*The data:*

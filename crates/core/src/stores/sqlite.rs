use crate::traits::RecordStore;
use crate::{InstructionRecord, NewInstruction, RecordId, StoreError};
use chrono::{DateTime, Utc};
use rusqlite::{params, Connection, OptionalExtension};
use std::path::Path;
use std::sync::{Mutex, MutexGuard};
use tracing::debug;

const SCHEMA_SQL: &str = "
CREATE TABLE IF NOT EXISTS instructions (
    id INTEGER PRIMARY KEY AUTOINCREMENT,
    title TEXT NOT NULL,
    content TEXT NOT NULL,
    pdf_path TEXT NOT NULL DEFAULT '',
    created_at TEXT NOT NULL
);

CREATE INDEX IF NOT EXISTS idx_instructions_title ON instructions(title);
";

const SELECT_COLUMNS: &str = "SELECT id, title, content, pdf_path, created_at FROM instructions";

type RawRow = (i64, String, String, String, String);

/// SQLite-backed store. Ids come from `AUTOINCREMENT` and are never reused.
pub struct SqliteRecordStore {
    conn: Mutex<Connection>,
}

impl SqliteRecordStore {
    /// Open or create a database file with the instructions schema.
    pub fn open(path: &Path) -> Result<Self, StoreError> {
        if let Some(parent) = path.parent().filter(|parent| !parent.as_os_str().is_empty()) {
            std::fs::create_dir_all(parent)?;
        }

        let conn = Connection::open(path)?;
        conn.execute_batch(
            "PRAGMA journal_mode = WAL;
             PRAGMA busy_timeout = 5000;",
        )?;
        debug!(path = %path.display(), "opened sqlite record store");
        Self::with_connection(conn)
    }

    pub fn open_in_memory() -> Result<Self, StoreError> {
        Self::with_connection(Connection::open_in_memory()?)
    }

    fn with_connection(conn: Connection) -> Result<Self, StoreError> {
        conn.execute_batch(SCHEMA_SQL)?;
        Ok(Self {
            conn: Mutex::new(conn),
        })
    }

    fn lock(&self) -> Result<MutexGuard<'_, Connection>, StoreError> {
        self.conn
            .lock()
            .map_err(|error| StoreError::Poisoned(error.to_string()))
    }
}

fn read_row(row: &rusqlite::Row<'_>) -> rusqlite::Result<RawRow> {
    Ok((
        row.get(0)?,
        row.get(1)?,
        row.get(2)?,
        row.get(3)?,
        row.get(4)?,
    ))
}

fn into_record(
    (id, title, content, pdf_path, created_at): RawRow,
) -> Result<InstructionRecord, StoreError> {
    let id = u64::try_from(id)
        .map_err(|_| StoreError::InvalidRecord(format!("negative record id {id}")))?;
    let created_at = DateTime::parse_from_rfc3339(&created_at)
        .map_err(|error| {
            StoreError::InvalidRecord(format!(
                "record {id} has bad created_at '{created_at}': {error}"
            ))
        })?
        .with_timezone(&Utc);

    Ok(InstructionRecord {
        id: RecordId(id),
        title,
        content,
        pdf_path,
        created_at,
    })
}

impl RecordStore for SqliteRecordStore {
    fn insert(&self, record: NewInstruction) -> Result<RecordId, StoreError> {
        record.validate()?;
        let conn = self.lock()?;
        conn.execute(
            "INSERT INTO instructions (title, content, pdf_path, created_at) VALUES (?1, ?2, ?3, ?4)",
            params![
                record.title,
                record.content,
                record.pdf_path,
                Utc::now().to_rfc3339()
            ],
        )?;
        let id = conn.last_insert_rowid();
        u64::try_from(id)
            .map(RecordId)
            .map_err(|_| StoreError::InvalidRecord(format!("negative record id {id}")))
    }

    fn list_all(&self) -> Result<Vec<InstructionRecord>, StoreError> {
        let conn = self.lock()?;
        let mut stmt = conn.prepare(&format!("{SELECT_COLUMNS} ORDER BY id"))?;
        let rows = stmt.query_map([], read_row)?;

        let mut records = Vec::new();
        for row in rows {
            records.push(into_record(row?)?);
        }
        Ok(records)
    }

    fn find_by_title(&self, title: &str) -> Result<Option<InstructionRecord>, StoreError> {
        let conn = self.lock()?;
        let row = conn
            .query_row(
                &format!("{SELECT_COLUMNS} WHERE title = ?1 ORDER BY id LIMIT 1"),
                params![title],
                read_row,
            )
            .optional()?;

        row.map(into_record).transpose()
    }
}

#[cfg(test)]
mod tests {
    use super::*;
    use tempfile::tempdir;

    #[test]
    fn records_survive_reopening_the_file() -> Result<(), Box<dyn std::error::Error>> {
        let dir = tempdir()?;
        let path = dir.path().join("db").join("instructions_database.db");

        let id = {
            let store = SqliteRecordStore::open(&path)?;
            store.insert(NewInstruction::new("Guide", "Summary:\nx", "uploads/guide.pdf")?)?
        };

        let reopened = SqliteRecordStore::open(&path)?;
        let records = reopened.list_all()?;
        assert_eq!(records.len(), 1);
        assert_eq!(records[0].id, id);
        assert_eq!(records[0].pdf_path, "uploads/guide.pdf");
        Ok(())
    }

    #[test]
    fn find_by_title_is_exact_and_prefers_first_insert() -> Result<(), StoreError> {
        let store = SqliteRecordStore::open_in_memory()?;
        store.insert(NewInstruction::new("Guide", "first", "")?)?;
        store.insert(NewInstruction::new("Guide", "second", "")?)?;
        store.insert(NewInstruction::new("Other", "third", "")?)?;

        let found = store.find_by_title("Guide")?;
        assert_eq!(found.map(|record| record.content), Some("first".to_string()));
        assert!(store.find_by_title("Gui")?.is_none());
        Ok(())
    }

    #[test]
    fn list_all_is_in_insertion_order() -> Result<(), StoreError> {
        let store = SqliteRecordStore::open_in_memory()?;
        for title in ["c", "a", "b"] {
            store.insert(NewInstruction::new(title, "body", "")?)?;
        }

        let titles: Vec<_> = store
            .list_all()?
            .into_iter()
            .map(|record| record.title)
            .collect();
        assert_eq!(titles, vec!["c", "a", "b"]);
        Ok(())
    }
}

* * *

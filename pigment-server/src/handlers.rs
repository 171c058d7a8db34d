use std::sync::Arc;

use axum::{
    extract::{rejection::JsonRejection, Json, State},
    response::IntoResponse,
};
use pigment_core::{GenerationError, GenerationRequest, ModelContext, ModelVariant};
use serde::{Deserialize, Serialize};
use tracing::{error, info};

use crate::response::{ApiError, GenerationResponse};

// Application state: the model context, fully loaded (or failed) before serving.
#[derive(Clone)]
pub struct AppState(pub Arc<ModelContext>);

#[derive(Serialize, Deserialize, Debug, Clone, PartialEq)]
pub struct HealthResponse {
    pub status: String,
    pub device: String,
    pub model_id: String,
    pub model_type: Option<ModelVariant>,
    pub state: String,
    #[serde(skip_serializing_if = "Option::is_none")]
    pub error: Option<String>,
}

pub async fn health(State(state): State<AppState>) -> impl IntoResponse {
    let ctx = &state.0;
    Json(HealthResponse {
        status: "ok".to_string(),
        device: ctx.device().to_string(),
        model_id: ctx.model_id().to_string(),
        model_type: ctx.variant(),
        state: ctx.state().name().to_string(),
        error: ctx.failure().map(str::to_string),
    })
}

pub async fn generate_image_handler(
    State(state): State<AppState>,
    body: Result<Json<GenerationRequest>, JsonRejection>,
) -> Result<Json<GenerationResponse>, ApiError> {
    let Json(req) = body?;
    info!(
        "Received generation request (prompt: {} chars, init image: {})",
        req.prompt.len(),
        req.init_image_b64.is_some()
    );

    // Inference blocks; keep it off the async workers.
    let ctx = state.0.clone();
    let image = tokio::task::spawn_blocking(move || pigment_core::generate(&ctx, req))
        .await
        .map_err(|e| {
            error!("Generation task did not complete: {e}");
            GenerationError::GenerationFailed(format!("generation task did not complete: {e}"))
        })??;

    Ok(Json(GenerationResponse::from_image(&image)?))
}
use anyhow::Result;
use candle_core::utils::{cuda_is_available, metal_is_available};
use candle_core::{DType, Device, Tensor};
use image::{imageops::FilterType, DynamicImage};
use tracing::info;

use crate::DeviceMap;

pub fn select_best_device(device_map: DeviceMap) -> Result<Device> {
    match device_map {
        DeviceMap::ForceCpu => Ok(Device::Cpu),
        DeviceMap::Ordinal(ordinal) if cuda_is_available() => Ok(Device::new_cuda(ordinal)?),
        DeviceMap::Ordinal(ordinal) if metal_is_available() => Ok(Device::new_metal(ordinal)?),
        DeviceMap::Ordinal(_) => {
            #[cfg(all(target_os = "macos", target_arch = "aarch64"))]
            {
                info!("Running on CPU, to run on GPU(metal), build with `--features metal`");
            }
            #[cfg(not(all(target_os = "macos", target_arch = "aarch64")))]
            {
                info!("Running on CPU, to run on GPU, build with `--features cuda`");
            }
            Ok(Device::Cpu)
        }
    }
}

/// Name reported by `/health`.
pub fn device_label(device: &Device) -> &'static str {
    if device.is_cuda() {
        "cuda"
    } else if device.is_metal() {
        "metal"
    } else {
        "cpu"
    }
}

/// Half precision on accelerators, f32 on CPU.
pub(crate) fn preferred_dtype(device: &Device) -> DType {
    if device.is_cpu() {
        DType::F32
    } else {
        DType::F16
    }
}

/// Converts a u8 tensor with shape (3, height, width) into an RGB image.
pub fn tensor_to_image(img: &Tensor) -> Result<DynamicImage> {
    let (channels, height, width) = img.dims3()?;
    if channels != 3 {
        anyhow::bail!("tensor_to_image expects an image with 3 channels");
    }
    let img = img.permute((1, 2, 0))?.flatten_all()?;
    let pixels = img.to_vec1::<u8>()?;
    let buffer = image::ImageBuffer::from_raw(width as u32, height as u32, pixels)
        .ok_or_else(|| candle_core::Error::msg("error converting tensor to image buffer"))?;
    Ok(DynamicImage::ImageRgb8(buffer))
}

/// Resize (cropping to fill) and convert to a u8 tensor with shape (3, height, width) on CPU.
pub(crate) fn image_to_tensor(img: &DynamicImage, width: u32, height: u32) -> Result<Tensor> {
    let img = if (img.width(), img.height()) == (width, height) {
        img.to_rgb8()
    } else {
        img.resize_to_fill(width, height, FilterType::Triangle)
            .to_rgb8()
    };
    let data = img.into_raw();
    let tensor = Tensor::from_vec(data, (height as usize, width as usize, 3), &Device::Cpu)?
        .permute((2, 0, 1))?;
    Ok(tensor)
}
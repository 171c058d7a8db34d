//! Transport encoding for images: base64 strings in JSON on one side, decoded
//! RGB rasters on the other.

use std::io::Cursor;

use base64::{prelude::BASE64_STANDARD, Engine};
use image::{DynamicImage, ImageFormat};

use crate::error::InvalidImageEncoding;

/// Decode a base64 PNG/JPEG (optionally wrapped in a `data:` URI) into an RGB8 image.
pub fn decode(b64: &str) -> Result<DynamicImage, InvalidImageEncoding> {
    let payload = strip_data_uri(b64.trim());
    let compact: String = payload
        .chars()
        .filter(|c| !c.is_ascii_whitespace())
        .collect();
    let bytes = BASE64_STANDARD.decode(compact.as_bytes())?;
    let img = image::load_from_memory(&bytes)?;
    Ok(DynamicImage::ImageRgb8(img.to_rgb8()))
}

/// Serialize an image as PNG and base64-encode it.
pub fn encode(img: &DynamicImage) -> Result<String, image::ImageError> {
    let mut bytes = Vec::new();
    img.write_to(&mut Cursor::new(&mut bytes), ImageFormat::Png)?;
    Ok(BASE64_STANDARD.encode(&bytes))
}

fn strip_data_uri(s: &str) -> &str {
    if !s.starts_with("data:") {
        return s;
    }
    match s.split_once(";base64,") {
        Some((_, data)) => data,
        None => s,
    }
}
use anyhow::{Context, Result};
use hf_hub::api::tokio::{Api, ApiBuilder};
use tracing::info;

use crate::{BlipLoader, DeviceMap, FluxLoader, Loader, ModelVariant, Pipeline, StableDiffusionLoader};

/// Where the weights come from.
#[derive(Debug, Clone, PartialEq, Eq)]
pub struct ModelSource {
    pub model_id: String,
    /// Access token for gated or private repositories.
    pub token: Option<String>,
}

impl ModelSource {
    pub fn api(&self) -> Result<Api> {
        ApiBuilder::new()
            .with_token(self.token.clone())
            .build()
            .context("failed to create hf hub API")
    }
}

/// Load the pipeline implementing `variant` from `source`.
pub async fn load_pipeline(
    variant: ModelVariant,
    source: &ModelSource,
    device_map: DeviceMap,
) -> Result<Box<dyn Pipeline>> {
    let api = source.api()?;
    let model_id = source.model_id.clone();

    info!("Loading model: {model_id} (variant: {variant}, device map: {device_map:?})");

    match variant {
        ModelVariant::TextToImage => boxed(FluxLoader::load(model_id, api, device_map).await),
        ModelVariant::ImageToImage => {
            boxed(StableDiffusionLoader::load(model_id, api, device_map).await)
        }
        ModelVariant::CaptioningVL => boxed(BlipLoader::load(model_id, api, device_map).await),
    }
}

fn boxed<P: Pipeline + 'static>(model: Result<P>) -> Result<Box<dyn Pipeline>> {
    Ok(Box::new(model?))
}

*Your goal:* The answer must be a single number: how many lines in the records above contain the word "IntoResponse".

*Written solution:* 2